COVID-19 May Increase Risk of Diabetes, New Study Claims

Patients without diabetes who develop COVID-19 may be at a higher risk of actually developing diabetes following recovery, recent study claims.

Metabolic comorbidities, including obesity and type 2 diabetes increase the risk of morbidity and mortality in patients who contract coronavirus disease 2019 (COVID-19).

But recent findings published in the journal Nature show that not only are patients with diabetes more at risk of more severe outcomes, patients without diabetes who develop COVID-19 may also be at a higher risk of actually developing diabetes following recovery.

The new study suggests that patients with COVID-19 are at a significantly higher risk of developing diabetes than patients not infected by the novel coronavirus. While the study findings are alarming, researchers are trying to identify whether the virus negatively affects insulin-producing cells from the pancreas or if there is another mechanism underlying the increased diabetes risk.

A research team led by Ziyad Al-Aly, M.D., the director of the clinical epidemiology center at Missouri’s Veterans Affairs St. Louis Health Care System, was one of the first to find that survivors of COVID-19 had a 39% increased likelihood of developing a new diabetes diagnosis within six months following infection compared with noninfected patients. This increased likelihood translates to approximately 6.5 additional cases of diabetes for every 1,000 non-hospitalized patients with COVID-19.

In hospitalized patients, that probability rate rises to 37 per 1,000 patients, and further increases in patients admitted to the intensive care unit.

Al-Aly’s Nature study data were published just under a month after a U.K. study found that 50,000 hospitalized patients with COVID-19 had a 50% increased likelihood of developing diabetes approximately 20 weeks following discharge compared with matched control patients.

Several pathways involved in the development of diabetes in patients infected with the novel coronavirus have been proposed. While theories have suggested COVID-19 may affect the pancreas and negatively impact cells that produce insulin, it has also been indicated that a rise in sedentary lifestyles during the pandemic may also be a contributor.
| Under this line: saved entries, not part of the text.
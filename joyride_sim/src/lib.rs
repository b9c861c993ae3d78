// joyride_sim/src/lib.rs

use bevy::prelude::*;

// Import the plugins defined within the simulation crate.
use crate::simulation::config::ConfigPlugin;
use crate::simulation::plugins::control::ManualControlPlugin;
use crate::simulation::plugins::input::KeyboardDriveInputPlugin;

// This prelude is for convenience for other files WITHIN the joyride_sim crate.
pub mod prelude;

// This module contains all the simulation-specific logic.
pub mod simulation;

/// The main plugin that brings together all the takeover parts. A host
/// app adds this one plugin and gains the toggle/drive/release loop.
pub struct JoyridePlugin;

impl Plugin for JoyridePlugin {
    fn build(&self, app: &mut App) {
        app.add_plugins((
            // Loads the drive tunables and the prefab catalog.
            ConfigPlugin,
            // The session state machine and per-tick dynamics.
            ManualControlPlugin,
            // A replaceable producer for the three drive signals.
            KeyboardDriveInputPlugin,
        ));
    }
}
// joyride_core/src/prelude.rs

// --- Classification (the entry point of a takeover) ---
pub use crate::classify::{classify, EntityProfile};
pub use crate::snapshot::{
    AircraftSubtype, CarSizeClass, CarSubtype, ControlSnapshot, EntityCategory, OriginalFields,
    TrainSubtype, VehicleKind, VehicleMotionState, WatercraftSubtype,
};

// --- Dynamics (the per-tick drive model) ---
pub use crate::dynamics::{step, BodyState, DriveInput, DriveSmoothing, DriveTuning};

// --- Errors and identifiers ---
pub use crate::errors::TakeoverError;
pub use crate::types::EntityHandle;
// joyride_sim/src/simulation/config/mod.rs

//! Loading and holding the externally-owned configuration: the drive-feel
//! tunables and the prefab catalog. Settings storage and its UI live
//! outside this crate; everything here is a read-only consumer that
//! tolerates the data being missing or edited live between ticks.

pub mod catalog;

use bevy::prelude::*;
use figment::{
    providers::{Format, Serialized, Toml},
    Figment,
};
use joyride_core::prelude::DriveTuning;

use crate::simulation::core::app_state::ControlSet;
use catalog::{load_catalog_from_disk, PrefabCatalog};

/// Where the settings layer persists the drive tunables.
pub const DRIVE_TUNING_PATH: &str = "assets/config/drive_tuning.toml";

pub struct ConfigPlugin;

impl Plugin for ConfigPlugin {
    fn build(&self, app: &mut App) {
        app.init_resource::<DriveSettings>()
            .init_resource::<PrefabCatalog>()
            .add_systems(Startup, (load_catalog_from_disk, load_drive_settings))
            // A failed tuning load is non-fatal: keep retrying once per
            // tick until the settings resolve.
            .add_systems(
                FixedUpdate,
                retry_drive_settings.in_set(ControlSet::Maintenance),
            );
    }
}

/// The resolved drive tunables, or `None` while configuration is
/// unavailable. The drive tick skips (and reports) while this is empty.
#[derive(Resource, Default, Debug)]
pub struct DriveSettings {
    tuning: Option<DriveTuning>,
}

impl DriveSettings {
    pub fn tuning(&self) -> Option<&DriveTuning> {
        self.tuning.as_ref()
    }

    /// Replace the tunables live; smoothing state elsewhere is unaffected.
    pub fn set(&mut self, tuning: DriveTuning) {
        self.tuning = Some(tuning);
    }
}

/// Defaults merged under the settings file: a missing file and a default
/// file resolve identically, and a partial file only overrides what it
/// names.
fn resolve_drive_tuning() -> Result<DriveTuning, figment::Error> {
    Figment::from(Serialized::defaults(DriveTuning::default()))
        .merge(Toml::file(DRIVE_TUNING_PATH))
        .extract()
}

fn load_drive_settings(mut settings: ResMut<DriveSettings>) {
    match resolve_drive_tuning() {
        Ok(tuning) => {
            info!("Drive tuning loaded from {}", DRIVE_TUNING_PATH);
            settings.tuning = Some(tuning);
        }
        Err(e) => {
            error!(
                "Failed to load drive tuning from {}: {}. Will retry every tick.",
                DRIVE_TUNING_PATH, e
            );
        }
    }
}

fn retry_drive_settings(mut settings: ResMut<DriveSettings>) {
    if settings.tuning.is_some() {
        return;
    }
    if let Ok(tuning) = resolve_drive_tuning() {
        info!("Drive tuning became available.");
        settings.tuning = Some(tuning);
    }
}
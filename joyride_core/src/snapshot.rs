// joyride_core/src/snapshot.rs

//! The `ControlSnapshot` data model: everything recorded about an entity
//! at takeover time, and the only thing the release path is allowed to
//! consult. Autonomy systems may add or drop data on the entity while it
//! is being driven, so re-deriving any of this at release time would
//! restore the wrong world.

use crate::types::EntityHandle;
use nalgebra::Vector3;

// =========================================================================
// == Classification Enums ==
// =========================================================================

/// Coarse kind of a controllable entity.
#[derive(Debug, Clone, Copy, PartialEq, Eq, Default)]
pub enum EntityCategory {
    #[default]
    None,
    Vehicle,
    Pedestrian,
}

/// Which family of vehicle an entity belongs to. Only `Car` is drivable;
/// the other kinds exist so release can restore the right resting state.
#[derive(Debug, Clone, Copy, PartialEq, Eq, Default)]
pub enum VehicleKind {
    #[default]
    None,
    Car,
    Train,
    Aircraft,
    Watercraft,
}

/// What the vehicle was doing when the snapshot was taken.
#[derive(Debug, Clone, Copy, PartialEq, Eq, Default)]
pub enum VehicleMotionState {
    #[default]
    None,
    Moving,
    Parked,
    InvolvedInAccident,
}

/// Refinement of `VehicleKind::Car`.
#[derive(Debug, Clone, Copy, PartialEq, Eq, Default)]
pub enum CarSubtype {
    #[default]
    None,
    Passenger,
    Motorcycle,
    Truck,
    Bus,
}

/// Rough footprint of a car, used by restoration heuristics downstream.
#[derive(Debug, Clone, Copy, PartialEq, Eq, Default)]
pub enum CarSizeClass {
    #[default]
    None,
    Compact,
    Standard,
    Oversize,
}

/// Refinement of `VehicleKind::Train`.
#[derive(Debug, Clone, Copy, PartialEq, Eq, Default)]
pub enum TrainSubtype {
    #[default]
    None,
    Engine,
    PassengerCar,
    CargoCar,
}

/// Refinement of `VehicleKind::Watercraft`.
#[derive(Debug, Clone, Copy, PartialEq, Eq, Default)]
pub enum WatercraftSubtype {
    #[default]
    None,
    PassengerShip,
    CargoShip,
}

/// Refinement of `VehicleKind::Aircraft`.
#[derive(Debug, Clone, Copy, PartialEq, Eq, Default)]
pub enum AircraftSubtype {
    #[default]
    None,
    Airplane,
    Helicopter,
}

// =========================================================================
// == Captured Per-Entity Data ==
// =========================================================================

/// Which optional autonomy fields the entity carried before takeover,
/// plus the captured values that restoration needs verbatim.
#[derive(Debug, Clone, PartialEq, Default)]
pub struct OriginalFields {
    pub had_navigation: bool,
    pub had_current_lane: bool,
    pub had_path_owner: bool,
    pub had_navigation_lanes: bool,
    pub had_path_elements: bool,
    pub had_swaying: bool,
    pub had_interpolation: bool,
    pub had_target: bool,

    /// The movement target the entity was chasing, if any.
    pub target: Option<EntityHandle>,
    /// Linear velocity at capture time (ENU, m/s).
    pub velocity: Vector3<f64>,
    /// Angular velocity at capture time (ENU, rad/s).
    pub angular_velocity: Vector3<f64>,
}

/// The immutable record of an entity's pre-control state. Created once
/// per takeover by the classifier, owned by the session until release,
/// then discarded.
#[derive(Debug, Clone, PartialEq, Default)]
pub struct ControlSnapshot {
    pub category: EntityCategory,
    pub kind: VehicleKind,
    pub motion: VehicleMotionState,

    // Mutually exclusive refinements; only the one matching `kind` is
    // ever populated, the rest stay `None`.
    pub car_subtype: CarSubtype,
    pub car_size: CarSizeClass,
    pub train_subtype: TrainSubtype,
    pub watercraft_subtype: WatercraftSubtype,
    pub aircraft_subtype: AircraftSubtype,

    pub original: OriginalFields,
}

impl ControlSnapshot {
    /// True when classification could not resolve anything about the
    /// entity (unresolvable type identifier, or no recognizable data).
    pub fn is_unclassified(&self) -> bool {
        self.category == EntityCategory::None
    }
}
Additionally, the stress of having the infection, the increased uptake of steroid therapies to improve survival and the increased utilization of healthcare resources to help unmask a previously unidentified diagnosis have also been posited.

“We have a risk of seeing a clash of two pandemics,” said Francesco Rubino, chair of metabolic and bariatric surgery at King’s College London, in an interview with Bloomberg.

In collaboration with Paul Zimmet, a professor of diabetes at Melbourne’s Monash University, Rubino established a worldwide registry comprising COVID-19-related diabetes cases. Nearly 500 clinicians across the globe are sharing data using this registry.

Participating doctors are uploading known risk factors, clinical features, lab results, treatments, and disease course of their patients. Ultimately, there’s hope that the pooled data from this registry will assist in identifying a prevalent form of the disease, in addition to potential causes and prognosis. Up to 350 cases have so far been documented through the registry.